-- Source data follows --

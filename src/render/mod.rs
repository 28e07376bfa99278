//! Shape rendering through an ordered chain of resolvers.
//!
//! Rendering turns a [`TypeShape`] into text, substituting type variables with the bindings
//! of a [`MappedHierarchy`]. Each [`ShapeResolver`] handles one kind of shape and recurses into
//! nested shapes through [`RenderScope::render`], which asks the [`ResolverPicker`] for the
//! next resolver. The default chain tries, in order:
//!
//! 1. [`ArrayResolver`] - `render(element) + "[]"`
//! 2. [`ParameterizedResolver`] - `render(base) + "<" + arguments + ">"`
//! 3. [`VariableResolver`] - the bound shape, or the variable's name if it is free
//! 4. [`WildcardResolver`] - `?`, `? extends A & B`, `? super L`
//! 5. [`PlainResolver`] - the type name, qualified or short
//!
//! # Examples
//!
//! ```rust
//! use genscope::hierarchy::MappedHierarchy;
//! use genscope::render::{FirstMatchPicker, RenderScope, StandardResolverStorage};
//! use genscope::shape::TypeShape;
//! use genscope::ResolverOptions;
//!
//! let hierarchy = MappedHierarchy::new();
//! let storage = StandardResolverStorage::new(ResolverOptions::default());
//! let scope = RenderScope::new(&hierarchy, &FirstMatchPicker, &storage);
//!
//! let shape = TypeShape::parameterized(
//!     "java.util.Set",
//!     vec![TypeShape::extends(TypeShape::named("java.lang.Number"))],
//! );
//! assert_eq!(scope.render(&shape)?, "java.util.Set<? extends java.lang.Number>");
//! # Ok::<(), genscope::Error>(())
//! ```

mod config;
mod picker;
mod resolvers;
mod storage;

pub use config::ResolverOptions;
pub use picker::{FirstMatchPicker, ResolverPicker};
pub use resolvers::{
    ArrayResolver, ParameterizedResolver, PlainResolver, ShapeResolver, VariableResolver,
    WildcardResolver,
};
pub use storage::{ResolverStorage, StandardResolverStorage};

use crate::{
    hierarchy::MappedHierarchy,
    shape::{TypeShape, VariableSite},
    Error::UnsupportedShape,
    Result,
};

/// Everything a resolver needs to render a shape
///
/// A scope borrows the hierarchy and the modules for the duration of one rendering call.
#[derive(Clone, Copy)]
pub struct RenderScope<'a> {
    hierarchy: &'a MappedHierarchy,
    picker: &'a dyn ResolverPicker,
    storage: &'a dyn ResolverStorage,
    expanding: Option<&'a Expansion<'a>>,
}

/// A variable whose binding is being rendered, linked to the enclosing expansion
struct Expansion<'a> {
    site: &'a VariableSite,
    name: &'a str,
    parent: Option<&'a Expansion<'a>>,
}

impl<'a> RenderScope<'a> {
    /// Create a new `RenderScope`
    ///
    /// ## Arguments
    /// * 'hierarchy'   - Bindings used to substitute type variables
    /// * 'picker'      - Selects the resolver for every shape
    /// * 'storage'     - Provides the resolver chain
    #[must_use]
    pub fn new(
        hierarchy: &'a MappedHierarchy,
        picker: &'a dyn ResolverPicker,
        storage: &'a dyn ResolverStorage,
    ) -> Self {
        RenderScope {
            hierarchy,
            picker,
            storage,
            expanding: None,
        }
    }

    /// The bindings of this scope
    #[must_use]
    pub fn hierarchy(&self) -> &'a MappedHierarchy {
        self.hierarchy
    }

    /// Render `shape`
    ///
    /// # Errors
    /// Returns [`crate::Error::UnsupportedShape`] if no resolver claims the shape or one of
    /// its nested shapes
    pub fn render(&self, shape: &TypeShape) -> Result<String> {
        let resolver = self.picker.pick(shape, self.storage.resolvers())?;
        resolver.resolve(shape, self)
    }

    /// Render `bound`, the binding of the variable `name` declared on `site`
    ///
    /// # Errors
    /// Returns [`crate::Error::UnsupportedShape`] if `bound` leads back to the same variable,
    /// as in `Box<List<T>>` binding `T` to `List<T>`
    pub fn render_binding(
        &self,
        site: &VariableSite,
        name: &str,
        bound: &TypeShape,
    ) -> Result<String> {
        let mut current = self.expanding;
        while let Some(expansion) = current {
            if expansion.site == site && expansion.name == name {
                return Err(UnsupportedShape(format!(
                    "type variable '{}' of '{}' is bound to a shape containing itself",
                    name,
                    site.owner()
                )));
            }
            current = expansion.parent;
        }

        let expansion = Expansion {
            site,
            name,
            parent: self.expanding,
        };
        let nested = RenderScope {
            hierarchy: self.hierarchy,
            picker: self.picker,
            storage: self.storage,
            expanding: Some(&expansion),
        };
        nested.render(bound)
    }
}

#[cfg(test)]
mod tests {
    use super::*;
    use crate::{
        hierarchy::{HierarchyWalker, VariableMapper},
        test::{fixtures, shapes},
    };

    #[test]
    fn test_render_is_compositional() {
        let hierarchy = MappedHierarchy::new();
        let storage = StandardResolverStorage::default();
        let scope = RenderScope::new(&hierarchy, &FirstMatchPicker, &storage);

        let element = TypeShape::parameterized(
            "java.util.Map",
            vec![shapes::string(), TypeShape::array(shapes::integer())],
        );
        let rendered = scope.render(&element).unwrap();
        assert_eq!(
            rendered,
            format!(
                "{}<{}, {}>",
                scope.render(&TypeShape::named("java.util.Map")).unwrap(),
                scope.render(&shapes::string()).unwrap(),
                scope.render(&TypeShape::array(shapes::integer())).unwrap()
            )
        );
        assert_eq!(
            scope.render(&TypeShape::array(element)).unwrap(),
            format!("{rendered}[]")
        );
    }

    #[test]
    fn test_render_substitutes_bindings() {
        let table = fixtures::pair_table();
        let root = TypeShape::parameterized("demo.Pair", vec![shapes::integer(), shapes::string()]);
        let hierarchy = HierarchyWalker::new()
            .map_type_variables(&root, &table)
            .unwrap();
        let storage = StandardResolverStorage::default();
        let scope = RenderScope::new(&hierarchy, &FirstMatchPicker, &storage);

        let shape = TypeShape::parameterized(
            "java.util.List",
            vec![TypeShape::array(TypeShape::variable("demo.Entry", "X"))],
        );
        assert_eq!(
            scope.render(&shape).unwrap(),
            "java.util.List<java.lang.String[]>"
        );
    }

    #[test]
    fn test_empty_chain_is_unsupported() {
        let hierarchy = MappedHierarchy::new();
        let storage = StandardResolverStorage::from_resolvers(Vec::new());
        let scope = RenderScope::new(&hierarchy, &FirstMatchPicker, &storage);

        assert!(matches!(
            scope.render(&TypeShape::named("int")),
            Err(crate::Error::UnsupportedShape(_))
        ));
    }

    #[test]
    fn test_self_referential_bindings_are_rejected() {
        let table = fixtures::pair_table();
        let storage = StandardResolverStorage::default();
        let walker = HierarchyWalker::new();
        let list_of = |shape: TypeShape| TypeShape::parameterized("java.util.List", vec![shape]);

        // Container.T bound to List<Container.T>
        let direct = walker
            .map_type_variables(
                &TypeShape::parameterized(
                    "demo.Container",
                    vec![list_of(TypeShape::variable("demo.Container", "T"))],
                ),
                &table,
            )
            .unwrap();
        let scope = RenderScope::new(&direct, &FirstMatchPicker, &storage);
        assert!(matches!(
            scope.render(&TypeShape::variable("demo.Container", "T")),
            Err(crate::Error::UnsupportedShape(_))
        ));

        // Entry.X and Container.T bound to lists of each other
        let crossed = walker
            .map_type_variables(
                &TypeShape::parameterized(
                    "demo.Pair",
                    vec![
                        list_of(TypeShape::variable("demo.Entry", "X")),
                        list_of(TypeShape::variable("demo.Container", "T")),
                    ],
                ),
                &table,
            )
            .unwrap();
        let scope = RenderScope::new(&crossed, &FirstMatchPicker, &storage);
        assert!(matches!(
            scope.render(&TypeShape::variable("demo.Entry", "X")),
            Err(crate::Error::UnsupportedShape(_))
        ));

        // The same variable twice side by side is not a cycle
        let bound = walker
            .map_type_variables(
                &TypeShape::parameterized("demo.Pair", vec![shapes::integer(), shapes::string()]),
                &table,
            )
            .unwrap();
        let scope = RenderScope::new(&bound, &FirstMatchPicker, &storage);
        let map = TypeShape::parameterized(
            "java.util.Map",
            vec![
                TypeShape::variable("demo.Pair", "A"),
                list_of(TypeShape::variable("demo.Pair", "A")),
            ],
        );
        assert_eq!(
            scope.render(&map).unwrap(),
            "java.util.Map<java.lang.Integer, java.util.List<java.lang.Integer>>"
        );
    }
}
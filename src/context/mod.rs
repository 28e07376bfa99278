//! Resolution contexts and the registry managing their modules.
//!
//! A [`ResolvingContext`] bundles four replaceable modules with the declarations they work
//! on:
//!
//! - [`crate::hierarchy::HierarchyStorage`] - caches mapped hierarchies
//! - [`crate::render::ResolverStorage`] - the ordered resolver chain
//! - [`crate::render::ResolverPicker`] - selects a resolver per shape
//! - [`crate::hierarchy::VariableMapper`] - walks a root's supertype graph
//!
//! The [`ModuleRegistry`] owns one factory slot per module and hands out the active context.
//! Contexts are never mutated: replacing a module builds a new one, either immediately
//! (auto-refresh) or on the next [`ModuleRegistry::refresh_context`].
//!
//! # Examples
//!
//! ```rust
//! use genscope::prelude::*;
//!
//! let table = DeclarationTable::new();
//! table.insert(TypeBuilder::new("java.lang.Object").build()?);
//! table.insert(
//!     TypeBuilder::new("demo.Box")
//!         .parameters(["T"])
//!         .extends("java.lang.Object")
//!         .field("items", "java.util.List<T>")
//!         .build()?,
//! );
//!
//! let registry = ModuleRegistry::new(table.into_provider());
//! let context = registry.context();
//!
//! let root = TypeShape::parameterized("demo.Box", vec![TypeShape::named("java.lang.Integer")]);
//! let rendered = context
//!     .members()
//!     .field_type(&root, &TypeId::new("demo.Box"), "items")?;
//! assert_eq!(rendered, "java.util.List<java.lang.Integer>");
//! # Ok::<(), genscope::Error>(())
//! ```

mod members;
mod registry;
mod resolving;

pub use members::{MemberResolver, ResolvedMethod};
pub use registry::{
    HierarchyStorageFactory, ModuleKind, ModuleRegistry, ModuleSeed, ResolverPickerFactory,
    ResolverStorageFactory, VariableMapperFactory,
};
pub use resolving::ResolvingContext;
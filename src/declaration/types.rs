use crate::shape::{TypeId, TypeShape};

/// A declared field and its raw (unsubstituted) type
#[derive(Debug, Clone, PartialEq, Eq)]
pub struct FieldDeclaration {
    /// The field name
    pub name: String,
    /// The declared type, possibly referencing the owner's type variables
    pub shape: TypeShape,
}

/// A declared method with its raw (unsubstituted) signature
#[derive(Debug, Clone, PartialEq, Eq)]
pub struct MethodDeclaration {
    /// The method name
    pub name: String,
    /// The method's own type parameters (`<R> R map(...)`)
    pub type_parameters: Vec<String>,
    /// The parameter types, in declaration order
    pub parameters: Vec<TypeShape>,
    /// The return type
    pub return_type: TypeShape,
    /// The declared thrown exception types
    pub exceptions: Vec<TypeShape>,
}

/// Declaration of a class or interface, as seen by the hierarchy walker
///
/// Supertype and interface expressions may reference the type's own parameters through
/// [`TypeShape::Variable`]s declared on [`TypeDeclaration::id`].
#[derive(Debug, Clone, PartialEq, Eq)]
pub struct TypeDeclaration {
    /// The declared type
    pub id: TypeId,
    /// The declared type parameter names, in order
    pub parameters: Vec<String>,
    /// The direct supertype, `None` for the universal root and for interfaces
    pub supertype: Option<TypeShape>,
    /// The direct superinterfaces, in declaration order
    pub interfaces: Vec<TypeShape>,
    /// The declared fields
    pub fields: Vec<FieldDeclaration>,
    /// The declared methods
    pub methods: Vec<MethodDeclaration>,
}

impl TypeDeclaration {
    /// A declaration without parameters, supertypes or members
    pub fn new(id: impl Into<TypeId>) -> Self {
        TypeDeclaration {
            id: id.into(),
            parameters: Vec::new(),
            supertype: None,
            interfaces: Vec::new(),
            fields: Vec::new(),
            methods: Vec::new(),
        }
    }

    /// Returns `true` if the type declares at least one type parameter
    #[must_use]
    pub fn is_generic(&self) -> bool {
        !self.parameters.is_empty()
    }

    /// Find a declared field by name
    #[must_use]
    pub fn field(&self, name: &str) -> Option<&FieldDeclaration> {
        self.fields.iter().find(|field| field.name == name)
    }

    /// Find a declared method by name (the first declared overload wins)
    #[must_use]
    pub fn method(&self, name: &str) -> Option<&MethodDeclaration> {
        self.methods.iter().find(|method| method.name == name)
    }
}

-- Source data concluded --

Task →
Check each line of the listing for the word "items" and state how many lines contain it, with no other words.

Problem solution →
2